YOUR GOAL » Filter the entries for the word "Returns". Copy each line that has it.

(Collected data entries)

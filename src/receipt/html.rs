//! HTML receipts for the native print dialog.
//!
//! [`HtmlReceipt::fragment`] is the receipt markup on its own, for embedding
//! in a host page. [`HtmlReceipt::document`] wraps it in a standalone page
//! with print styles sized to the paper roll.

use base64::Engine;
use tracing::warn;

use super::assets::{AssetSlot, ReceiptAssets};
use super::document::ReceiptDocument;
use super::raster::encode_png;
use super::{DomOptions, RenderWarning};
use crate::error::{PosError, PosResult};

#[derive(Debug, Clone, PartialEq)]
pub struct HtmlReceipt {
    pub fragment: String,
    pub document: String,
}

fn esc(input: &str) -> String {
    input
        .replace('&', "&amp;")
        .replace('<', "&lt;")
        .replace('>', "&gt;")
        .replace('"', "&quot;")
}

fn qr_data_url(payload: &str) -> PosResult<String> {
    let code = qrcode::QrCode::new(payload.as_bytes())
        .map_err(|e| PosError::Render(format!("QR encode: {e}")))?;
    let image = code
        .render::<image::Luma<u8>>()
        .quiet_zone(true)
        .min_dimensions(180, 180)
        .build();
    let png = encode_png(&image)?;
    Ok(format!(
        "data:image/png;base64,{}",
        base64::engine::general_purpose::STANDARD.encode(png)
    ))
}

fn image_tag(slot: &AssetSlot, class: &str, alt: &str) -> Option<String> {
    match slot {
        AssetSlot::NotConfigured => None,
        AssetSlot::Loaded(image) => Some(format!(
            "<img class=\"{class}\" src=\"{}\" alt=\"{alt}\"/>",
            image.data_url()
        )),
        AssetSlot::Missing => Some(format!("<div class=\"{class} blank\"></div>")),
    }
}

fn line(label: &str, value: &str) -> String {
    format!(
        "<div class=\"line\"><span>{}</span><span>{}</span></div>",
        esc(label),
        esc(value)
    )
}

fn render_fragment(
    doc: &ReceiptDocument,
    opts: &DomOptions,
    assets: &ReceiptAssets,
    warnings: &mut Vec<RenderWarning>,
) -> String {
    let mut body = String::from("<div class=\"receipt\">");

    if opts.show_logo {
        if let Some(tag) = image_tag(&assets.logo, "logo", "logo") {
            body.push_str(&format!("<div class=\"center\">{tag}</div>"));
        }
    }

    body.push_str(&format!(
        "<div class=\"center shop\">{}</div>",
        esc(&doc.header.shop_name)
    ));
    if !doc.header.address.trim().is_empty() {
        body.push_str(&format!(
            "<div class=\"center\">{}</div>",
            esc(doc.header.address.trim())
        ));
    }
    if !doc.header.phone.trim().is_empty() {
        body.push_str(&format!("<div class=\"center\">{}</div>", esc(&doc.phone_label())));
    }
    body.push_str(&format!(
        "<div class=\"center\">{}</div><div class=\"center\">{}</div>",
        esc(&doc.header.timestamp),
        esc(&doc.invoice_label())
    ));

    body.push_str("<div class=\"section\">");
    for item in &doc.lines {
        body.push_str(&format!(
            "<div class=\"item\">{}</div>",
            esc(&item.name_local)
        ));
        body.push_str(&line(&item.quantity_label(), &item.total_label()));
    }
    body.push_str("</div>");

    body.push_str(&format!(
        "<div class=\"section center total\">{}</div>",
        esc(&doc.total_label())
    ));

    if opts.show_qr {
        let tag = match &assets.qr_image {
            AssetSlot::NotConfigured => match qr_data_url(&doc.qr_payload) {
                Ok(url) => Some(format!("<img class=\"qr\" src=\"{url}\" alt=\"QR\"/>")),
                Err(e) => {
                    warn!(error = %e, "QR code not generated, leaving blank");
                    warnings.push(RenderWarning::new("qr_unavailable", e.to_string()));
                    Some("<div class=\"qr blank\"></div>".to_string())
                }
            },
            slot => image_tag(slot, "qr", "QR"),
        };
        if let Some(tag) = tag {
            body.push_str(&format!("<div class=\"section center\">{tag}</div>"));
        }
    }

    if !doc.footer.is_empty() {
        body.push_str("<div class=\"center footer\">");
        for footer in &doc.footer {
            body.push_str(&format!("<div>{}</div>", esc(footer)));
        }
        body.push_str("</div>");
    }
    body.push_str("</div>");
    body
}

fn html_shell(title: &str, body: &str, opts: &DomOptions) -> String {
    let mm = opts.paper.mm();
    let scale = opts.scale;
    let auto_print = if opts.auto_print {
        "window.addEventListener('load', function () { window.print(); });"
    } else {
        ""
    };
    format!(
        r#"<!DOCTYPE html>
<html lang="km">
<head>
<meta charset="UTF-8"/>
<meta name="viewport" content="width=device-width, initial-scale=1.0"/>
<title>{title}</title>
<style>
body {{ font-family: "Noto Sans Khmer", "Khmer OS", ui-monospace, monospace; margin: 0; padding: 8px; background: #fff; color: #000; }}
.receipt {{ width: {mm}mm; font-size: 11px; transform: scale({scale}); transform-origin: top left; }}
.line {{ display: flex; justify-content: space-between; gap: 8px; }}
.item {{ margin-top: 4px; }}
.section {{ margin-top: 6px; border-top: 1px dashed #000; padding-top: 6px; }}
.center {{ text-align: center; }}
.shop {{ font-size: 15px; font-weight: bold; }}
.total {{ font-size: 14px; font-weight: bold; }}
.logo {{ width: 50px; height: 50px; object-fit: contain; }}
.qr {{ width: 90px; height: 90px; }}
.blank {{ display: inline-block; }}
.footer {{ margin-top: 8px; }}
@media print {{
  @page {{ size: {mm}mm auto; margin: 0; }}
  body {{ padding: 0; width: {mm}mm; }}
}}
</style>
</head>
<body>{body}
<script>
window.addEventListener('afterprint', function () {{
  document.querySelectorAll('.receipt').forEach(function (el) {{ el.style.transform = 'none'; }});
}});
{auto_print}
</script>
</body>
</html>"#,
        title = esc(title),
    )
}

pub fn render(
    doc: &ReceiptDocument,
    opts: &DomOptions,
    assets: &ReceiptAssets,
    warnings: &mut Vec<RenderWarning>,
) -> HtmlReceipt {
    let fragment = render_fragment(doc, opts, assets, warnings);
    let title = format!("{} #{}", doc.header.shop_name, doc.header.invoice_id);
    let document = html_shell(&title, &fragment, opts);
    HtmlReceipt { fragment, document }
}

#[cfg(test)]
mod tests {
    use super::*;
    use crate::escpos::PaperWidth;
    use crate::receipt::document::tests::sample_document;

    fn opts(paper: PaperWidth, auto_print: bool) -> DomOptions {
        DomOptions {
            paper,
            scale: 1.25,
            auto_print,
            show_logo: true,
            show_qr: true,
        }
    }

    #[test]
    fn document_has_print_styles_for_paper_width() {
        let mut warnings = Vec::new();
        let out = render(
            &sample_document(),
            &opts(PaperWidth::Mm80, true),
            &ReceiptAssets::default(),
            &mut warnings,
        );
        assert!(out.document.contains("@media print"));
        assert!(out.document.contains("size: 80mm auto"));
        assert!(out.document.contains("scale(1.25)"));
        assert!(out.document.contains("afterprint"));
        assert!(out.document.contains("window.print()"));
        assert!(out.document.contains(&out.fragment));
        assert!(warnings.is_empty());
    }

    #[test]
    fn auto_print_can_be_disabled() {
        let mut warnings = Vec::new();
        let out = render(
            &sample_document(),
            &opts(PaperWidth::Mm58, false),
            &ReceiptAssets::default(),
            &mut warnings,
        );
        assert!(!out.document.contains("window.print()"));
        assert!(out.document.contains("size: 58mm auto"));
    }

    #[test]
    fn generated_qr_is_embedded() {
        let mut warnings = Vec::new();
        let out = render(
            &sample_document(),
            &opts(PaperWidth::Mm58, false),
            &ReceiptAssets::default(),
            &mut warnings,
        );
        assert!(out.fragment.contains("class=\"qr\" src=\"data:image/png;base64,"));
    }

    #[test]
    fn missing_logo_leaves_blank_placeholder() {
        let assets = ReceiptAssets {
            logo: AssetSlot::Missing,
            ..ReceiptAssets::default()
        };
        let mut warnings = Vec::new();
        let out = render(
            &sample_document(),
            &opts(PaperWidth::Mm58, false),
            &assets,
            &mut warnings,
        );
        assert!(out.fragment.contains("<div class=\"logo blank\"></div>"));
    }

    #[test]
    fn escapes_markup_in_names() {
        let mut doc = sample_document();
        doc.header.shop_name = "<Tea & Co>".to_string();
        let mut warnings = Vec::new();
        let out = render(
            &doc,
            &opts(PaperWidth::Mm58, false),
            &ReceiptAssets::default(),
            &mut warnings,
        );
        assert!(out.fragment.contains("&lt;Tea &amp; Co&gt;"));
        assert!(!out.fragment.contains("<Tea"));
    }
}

==

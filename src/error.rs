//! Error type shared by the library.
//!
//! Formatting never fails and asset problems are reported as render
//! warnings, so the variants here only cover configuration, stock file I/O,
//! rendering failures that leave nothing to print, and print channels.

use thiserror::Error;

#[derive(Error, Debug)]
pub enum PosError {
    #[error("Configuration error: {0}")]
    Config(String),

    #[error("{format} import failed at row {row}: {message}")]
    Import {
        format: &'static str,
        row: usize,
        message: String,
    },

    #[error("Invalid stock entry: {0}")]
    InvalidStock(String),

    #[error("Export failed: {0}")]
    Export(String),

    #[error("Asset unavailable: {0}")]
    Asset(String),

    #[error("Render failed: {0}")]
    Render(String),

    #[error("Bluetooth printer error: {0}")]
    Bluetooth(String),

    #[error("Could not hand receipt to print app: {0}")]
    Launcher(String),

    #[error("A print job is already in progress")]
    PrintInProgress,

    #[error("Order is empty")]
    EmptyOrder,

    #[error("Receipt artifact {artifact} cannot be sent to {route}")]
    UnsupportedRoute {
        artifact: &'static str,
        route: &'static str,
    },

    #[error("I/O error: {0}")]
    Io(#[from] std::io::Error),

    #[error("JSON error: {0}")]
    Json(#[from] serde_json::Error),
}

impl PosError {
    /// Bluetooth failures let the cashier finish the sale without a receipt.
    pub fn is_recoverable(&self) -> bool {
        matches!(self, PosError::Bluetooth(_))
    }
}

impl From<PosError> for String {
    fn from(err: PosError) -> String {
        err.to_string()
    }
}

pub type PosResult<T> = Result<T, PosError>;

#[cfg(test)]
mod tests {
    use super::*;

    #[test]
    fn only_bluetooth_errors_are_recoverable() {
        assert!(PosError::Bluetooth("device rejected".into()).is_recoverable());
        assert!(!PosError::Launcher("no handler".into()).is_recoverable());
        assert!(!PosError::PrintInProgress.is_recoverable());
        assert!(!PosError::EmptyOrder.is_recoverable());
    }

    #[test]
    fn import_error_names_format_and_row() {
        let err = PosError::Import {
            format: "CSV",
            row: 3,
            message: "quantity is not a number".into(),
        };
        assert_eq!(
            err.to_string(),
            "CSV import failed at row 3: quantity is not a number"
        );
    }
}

--

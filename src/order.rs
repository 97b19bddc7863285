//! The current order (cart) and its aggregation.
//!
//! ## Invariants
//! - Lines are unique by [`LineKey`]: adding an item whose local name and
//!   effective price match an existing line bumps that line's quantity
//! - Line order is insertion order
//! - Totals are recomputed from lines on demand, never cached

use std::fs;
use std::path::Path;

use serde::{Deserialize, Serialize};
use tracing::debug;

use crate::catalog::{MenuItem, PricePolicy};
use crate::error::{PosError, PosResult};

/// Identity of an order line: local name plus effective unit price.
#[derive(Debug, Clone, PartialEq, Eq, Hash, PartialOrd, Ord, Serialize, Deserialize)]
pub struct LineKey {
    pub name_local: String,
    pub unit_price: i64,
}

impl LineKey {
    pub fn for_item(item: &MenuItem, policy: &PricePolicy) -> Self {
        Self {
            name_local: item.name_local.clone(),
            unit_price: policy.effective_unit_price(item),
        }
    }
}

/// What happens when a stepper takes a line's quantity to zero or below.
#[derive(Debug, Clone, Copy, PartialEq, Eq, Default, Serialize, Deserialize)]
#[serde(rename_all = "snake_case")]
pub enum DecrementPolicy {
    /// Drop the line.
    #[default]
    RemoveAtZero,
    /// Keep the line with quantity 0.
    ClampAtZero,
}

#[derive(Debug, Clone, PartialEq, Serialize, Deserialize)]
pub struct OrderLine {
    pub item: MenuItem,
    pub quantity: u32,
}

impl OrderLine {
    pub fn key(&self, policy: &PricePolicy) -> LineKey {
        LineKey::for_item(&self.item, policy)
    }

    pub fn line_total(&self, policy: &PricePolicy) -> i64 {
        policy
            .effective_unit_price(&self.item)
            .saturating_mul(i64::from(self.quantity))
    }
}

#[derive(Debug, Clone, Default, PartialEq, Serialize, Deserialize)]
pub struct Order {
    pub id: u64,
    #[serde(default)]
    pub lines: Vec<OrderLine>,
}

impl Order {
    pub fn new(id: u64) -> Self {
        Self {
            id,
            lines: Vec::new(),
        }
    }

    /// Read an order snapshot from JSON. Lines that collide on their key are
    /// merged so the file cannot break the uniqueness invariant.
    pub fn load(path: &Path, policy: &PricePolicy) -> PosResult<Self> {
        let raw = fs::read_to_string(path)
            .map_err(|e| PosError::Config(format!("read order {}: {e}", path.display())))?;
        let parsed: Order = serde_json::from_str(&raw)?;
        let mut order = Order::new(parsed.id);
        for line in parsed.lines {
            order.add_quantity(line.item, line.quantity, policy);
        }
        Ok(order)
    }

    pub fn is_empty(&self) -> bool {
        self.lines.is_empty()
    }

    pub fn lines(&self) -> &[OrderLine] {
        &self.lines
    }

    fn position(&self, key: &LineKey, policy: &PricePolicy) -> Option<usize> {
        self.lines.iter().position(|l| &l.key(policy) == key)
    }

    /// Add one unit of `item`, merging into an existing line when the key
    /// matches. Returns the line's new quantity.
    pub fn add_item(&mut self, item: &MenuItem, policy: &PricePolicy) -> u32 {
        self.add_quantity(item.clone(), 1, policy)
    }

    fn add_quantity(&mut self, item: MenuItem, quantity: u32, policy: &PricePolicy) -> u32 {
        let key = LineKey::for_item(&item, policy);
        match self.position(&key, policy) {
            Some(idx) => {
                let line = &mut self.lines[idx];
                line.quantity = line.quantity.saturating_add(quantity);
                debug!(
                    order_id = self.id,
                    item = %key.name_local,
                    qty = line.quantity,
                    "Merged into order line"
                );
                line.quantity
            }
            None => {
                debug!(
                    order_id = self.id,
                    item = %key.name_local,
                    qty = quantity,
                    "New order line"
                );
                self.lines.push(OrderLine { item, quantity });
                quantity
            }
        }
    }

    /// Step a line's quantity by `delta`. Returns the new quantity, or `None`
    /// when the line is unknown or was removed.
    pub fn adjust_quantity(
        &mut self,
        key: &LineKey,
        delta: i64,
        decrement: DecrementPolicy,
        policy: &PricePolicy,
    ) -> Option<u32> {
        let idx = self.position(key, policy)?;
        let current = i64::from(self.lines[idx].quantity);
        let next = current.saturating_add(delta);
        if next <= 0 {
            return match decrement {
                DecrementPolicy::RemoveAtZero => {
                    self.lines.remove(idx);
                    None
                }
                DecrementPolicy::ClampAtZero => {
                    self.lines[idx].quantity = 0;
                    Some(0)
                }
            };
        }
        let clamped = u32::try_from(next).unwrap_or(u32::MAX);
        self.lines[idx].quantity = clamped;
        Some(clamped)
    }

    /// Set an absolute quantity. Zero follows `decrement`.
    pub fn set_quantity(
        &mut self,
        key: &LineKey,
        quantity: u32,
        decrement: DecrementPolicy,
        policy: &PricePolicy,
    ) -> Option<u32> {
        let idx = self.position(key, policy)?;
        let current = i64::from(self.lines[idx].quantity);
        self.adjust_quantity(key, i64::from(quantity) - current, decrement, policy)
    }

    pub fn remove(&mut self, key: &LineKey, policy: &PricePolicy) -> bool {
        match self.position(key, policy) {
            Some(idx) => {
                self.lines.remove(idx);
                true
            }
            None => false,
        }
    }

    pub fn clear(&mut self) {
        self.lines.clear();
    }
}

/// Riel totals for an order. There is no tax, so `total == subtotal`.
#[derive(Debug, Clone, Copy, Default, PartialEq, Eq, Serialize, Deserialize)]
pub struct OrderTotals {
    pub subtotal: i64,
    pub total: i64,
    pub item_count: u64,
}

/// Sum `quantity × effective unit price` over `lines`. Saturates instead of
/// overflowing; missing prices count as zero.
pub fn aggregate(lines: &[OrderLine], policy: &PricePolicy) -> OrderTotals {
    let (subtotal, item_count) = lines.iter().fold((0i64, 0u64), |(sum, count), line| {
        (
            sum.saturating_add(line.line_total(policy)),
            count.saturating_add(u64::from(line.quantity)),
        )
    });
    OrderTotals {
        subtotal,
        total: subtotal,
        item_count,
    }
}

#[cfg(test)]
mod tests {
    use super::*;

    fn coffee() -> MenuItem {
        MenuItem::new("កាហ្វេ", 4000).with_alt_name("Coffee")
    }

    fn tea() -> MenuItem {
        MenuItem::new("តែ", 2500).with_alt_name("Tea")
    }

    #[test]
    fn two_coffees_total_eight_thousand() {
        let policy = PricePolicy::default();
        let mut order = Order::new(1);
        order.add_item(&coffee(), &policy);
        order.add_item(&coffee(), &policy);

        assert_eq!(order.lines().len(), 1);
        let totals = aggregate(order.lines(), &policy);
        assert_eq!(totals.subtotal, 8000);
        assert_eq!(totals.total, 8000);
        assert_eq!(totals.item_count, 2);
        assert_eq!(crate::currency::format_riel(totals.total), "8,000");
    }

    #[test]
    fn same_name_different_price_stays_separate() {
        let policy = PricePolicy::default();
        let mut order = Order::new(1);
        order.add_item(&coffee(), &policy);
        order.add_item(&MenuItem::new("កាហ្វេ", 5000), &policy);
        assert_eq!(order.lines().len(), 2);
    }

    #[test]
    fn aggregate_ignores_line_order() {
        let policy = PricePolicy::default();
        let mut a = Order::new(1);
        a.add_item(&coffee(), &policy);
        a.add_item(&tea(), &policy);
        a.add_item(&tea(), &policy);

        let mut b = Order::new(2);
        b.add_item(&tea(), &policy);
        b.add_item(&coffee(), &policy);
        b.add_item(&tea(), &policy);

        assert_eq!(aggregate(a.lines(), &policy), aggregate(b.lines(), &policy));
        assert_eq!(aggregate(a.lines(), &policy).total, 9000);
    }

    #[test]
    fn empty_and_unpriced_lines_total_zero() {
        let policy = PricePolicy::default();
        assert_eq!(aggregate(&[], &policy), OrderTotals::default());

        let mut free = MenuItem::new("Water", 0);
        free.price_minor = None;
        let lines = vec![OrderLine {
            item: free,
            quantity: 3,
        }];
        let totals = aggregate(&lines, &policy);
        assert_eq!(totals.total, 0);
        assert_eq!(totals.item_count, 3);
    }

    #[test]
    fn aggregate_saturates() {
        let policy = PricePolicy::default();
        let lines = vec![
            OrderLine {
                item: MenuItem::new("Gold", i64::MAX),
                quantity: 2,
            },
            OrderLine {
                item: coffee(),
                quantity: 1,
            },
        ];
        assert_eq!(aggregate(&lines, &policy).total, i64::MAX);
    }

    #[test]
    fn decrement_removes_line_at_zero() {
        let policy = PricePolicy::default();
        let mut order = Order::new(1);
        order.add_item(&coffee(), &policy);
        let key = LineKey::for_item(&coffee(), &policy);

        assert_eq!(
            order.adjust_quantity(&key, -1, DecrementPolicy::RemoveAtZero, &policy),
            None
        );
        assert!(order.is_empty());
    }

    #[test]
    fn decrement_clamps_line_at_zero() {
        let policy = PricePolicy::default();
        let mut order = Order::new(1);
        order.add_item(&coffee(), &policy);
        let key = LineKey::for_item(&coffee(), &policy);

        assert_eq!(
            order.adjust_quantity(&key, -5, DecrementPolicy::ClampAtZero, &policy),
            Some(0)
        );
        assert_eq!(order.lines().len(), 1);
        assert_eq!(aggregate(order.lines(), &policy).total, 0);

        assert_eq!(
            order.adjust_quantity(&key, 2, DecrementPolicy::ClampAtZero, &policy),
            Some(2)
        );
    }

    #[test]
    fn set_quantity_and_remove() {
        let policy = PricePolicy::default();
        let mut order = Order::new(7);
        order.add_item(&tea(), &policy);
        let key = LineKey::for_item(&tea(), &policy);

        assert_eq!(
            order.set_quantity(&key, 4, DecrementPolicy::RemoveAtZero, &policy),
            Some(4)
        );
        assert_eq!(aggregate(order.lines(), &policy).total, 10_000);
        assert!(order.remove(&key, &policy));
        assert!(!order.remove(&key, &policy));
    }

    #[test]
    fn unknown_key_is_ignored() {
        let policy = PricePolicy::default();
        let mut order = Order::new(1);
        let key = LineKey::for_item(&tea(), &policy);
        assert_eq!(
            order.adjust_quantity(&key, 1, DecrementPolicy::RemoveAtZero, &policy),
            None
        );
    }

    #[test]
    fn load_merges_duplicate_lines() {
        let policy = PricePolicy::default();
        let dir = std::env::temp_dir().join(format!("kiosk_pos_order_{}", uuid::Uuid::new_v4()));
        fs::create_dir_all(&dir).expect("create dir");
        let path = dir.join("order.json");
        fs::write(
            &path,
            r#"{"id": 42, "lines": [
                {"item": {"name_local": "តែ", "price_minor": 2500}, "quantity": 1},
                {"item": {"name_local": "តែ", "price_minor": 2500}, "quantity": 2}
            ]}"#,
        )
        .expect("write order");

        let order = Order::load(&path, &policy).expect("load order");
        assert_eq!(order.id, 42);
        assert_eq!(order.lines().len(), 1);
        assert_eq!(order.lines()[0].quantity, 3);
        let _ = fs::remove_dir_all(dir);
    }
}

ANSWER SECTION »
    /// matches. Returns the line's new quantity.
    /// Step a line's quantity by `delta`. Returns the new quantity, or `None`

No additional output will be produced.